IDXChannel – Konglomerat Indonesia, Anthoni Salim, telah lama berkecimpung di dunia tambang. Bahkan, pengendali Grup Salim tersebut memiliki tambang vanadium yang terletak di Australia.
Asal tahu saja, vanadium merupakan logam yang bermanfaat bagi industri manufaktur. Vanadium dapat digunakan untuk membuat baja paduan, untuk digunakan dalam wahana luar angkasa, reaktor nuklir dan kapal induk, dan lain sebagainya.
Selain itu, baja paduan vanadium bisa dimanfaatkan untuk pembuatan perkakas, poros, batang piston dan sebagai penopang dalam konstruksi.
Lebih lanjut, mengutip australianvanadium.com.au, vanadium dapat digunakan sebagai pigmen keramik hingga berpotensi sebagai katoda baterai untuk kendaraan listrik.

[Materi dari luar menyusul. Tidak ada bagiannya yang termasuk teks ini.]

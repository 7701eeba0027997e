mod editor;
mod screen;
mod terminal;
mod theme;

use anyhow::Result;
use milo_config::{get_data_dir, Config};
use milo_logger::LogLevel;
use std::path::PathBuf;
use std::str::FromStr;

use editor::Editor;
use terminal::Terminal;

fn main() -> Result<()> {
    // Load config first; a missing or broken file falls back to defaults.
    let config = Config::load().unwrap_or_default();

    // Log to the configured file, defaulting to the XDG data directory.
    let log_path = config
        .logging
        .file_path
        .as_ref()
        .map(PathBuf::from)
        .or_else(|| get_data_dir().ok().map(|dir| dir.join("milo.log")));
    if let Some(path) = log_path {
        let min_level =
            LogLevel::from_str(&config.logging.min_level).unwrap_or(LogLevel::Info);
        milo_logger::init(path, min_level);
    }

    let file = std::env::args().nth(1);

    let terminal = Terminal::new()?;
    let mut editor = Editor::new(terminal, &config)?;
    if let Some(path) = &file {
        editor.open(path)?;
    }
    let result = editor.run();

    // The terminal guard has restored the screen by now, so errors
    // print to a usable shell.
    drop(editor);
    if let Err(err) = result {
        milo_logger::error(format!("Fatal: {err:#}"));
        eprintln!("Error: {err:?}");
    }
    Ok(())
}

Vanadium pentoksida juga dapat digunakan sebagai katalis dalam pembuatan pewarna dan kain percetakan.
Dilansir dari buku The Rise of International Capital: Indonesian Conglomerates in ASEAN (2019), Salim masuk ke industri tambang Australia sejak 2014 lalu dengan mengakuisisi perusahaan tambang logam dasar dan mulia Robust Resources senilai USD70,5 juta melalui Droxford International Limited (Droxford).
Tercatat, Robust Resources memiliki proyek tambang di Pulau Romang, Maluku. Sedangkan kepemilikan saham Salim di perusahaan tambang tersebut mencapai 46,6 persen.
Di tahun yang sama, Salim menguasai tambang vanadium Windimurra milik Atlantic Limited melalui Droxford. Melansir dari situs resmi perusahaan, Atlantic memiliki proyek di wilayah Mid West, Australia Barat.
Sementara tambang tersebut diharapkan dapat menghasilkan sekitar 7.600 ton serpihan vanadium pentaoksida (V205) dengan kemurnian tinggi.
“Windimurra merupakan operasi vanadium kelas dunia yang nilai investasinya lebih dari AUD700 juta (Dolar Australia),” tulis situs resmi perusahaan.
Kendati demikian, akuisisi tersebut baru direstui oleh The Foreign Investment Review Board (FIRB) Australia pada 2016 seiring dengan dihentikannya produksi di Windimurra di tahun 2014 akibat kebakaran.
Sebagaimana dikabarkan Wall Street Journal (7 Maret 2014), kala itu, perusahaan vanadium terbesar di dunia tersebut tengah di ujung kebangkrutan sebelum diselamatkan oleh Salim. Kebakaran di Windimurra Vanadium Project turut berimbas pada disuspensinya saham Atlantic waktu itu.
Pada saat itu, kapitalisasi pasar Atlantic ambles hingga AUD27 juta. Padahal, Atlantic pernah memiliki kapitalisasi pasar yang menyentuh AUD367 juta di tahun 2011.
Wall Street Journal juga menyebutkan, Salim memberikan penawaran senilai USD30 juta demi menyelamatkan kelangsungan perusahaan asal Australia tersebut.
Selain menyelamatkan Atlantic melalui akuisisi saham, Salim turut melakukan pemugaran proyek vanadium di Windimurra untuk meningkatkan kapasitas produksi perusahaan.
Melansir The West Australian (3 April 2018), biaya yang digelontorkan untuk pemugaran tersebut senilai AUD127 juta yang dilaksanakan pada April 2019.
Melalui pemugaran tersebut, produksi akan meningkat hingga 7.750 ton V205 per tahun selama 25 tahun pertama masa tambang.
Dengan demikian, mengutip S&P Global (15 Agustus 2018), Windimurra dapat menghasilkan pendapatan tahunan sebesar AUD180 juta dengan asumsi harga vanadium sebesar USD8/pon pada 2018.
Atlantic sendiri hengkang atawa delisting dari bursa efek Australia (ASX Limited) per 27 September 2016 pasca akuisisi oleh Droxford.
Merujuk data Investing.com, harga vanadium pentaoksida per Kamis (29/9) mencapai USD7,90/pon. Sementara harga komoditas ini sedang dalam tren penurunan setelah mencapai harga tertingginya, yaitu USD12,40/pon pada 16 Maret 2022.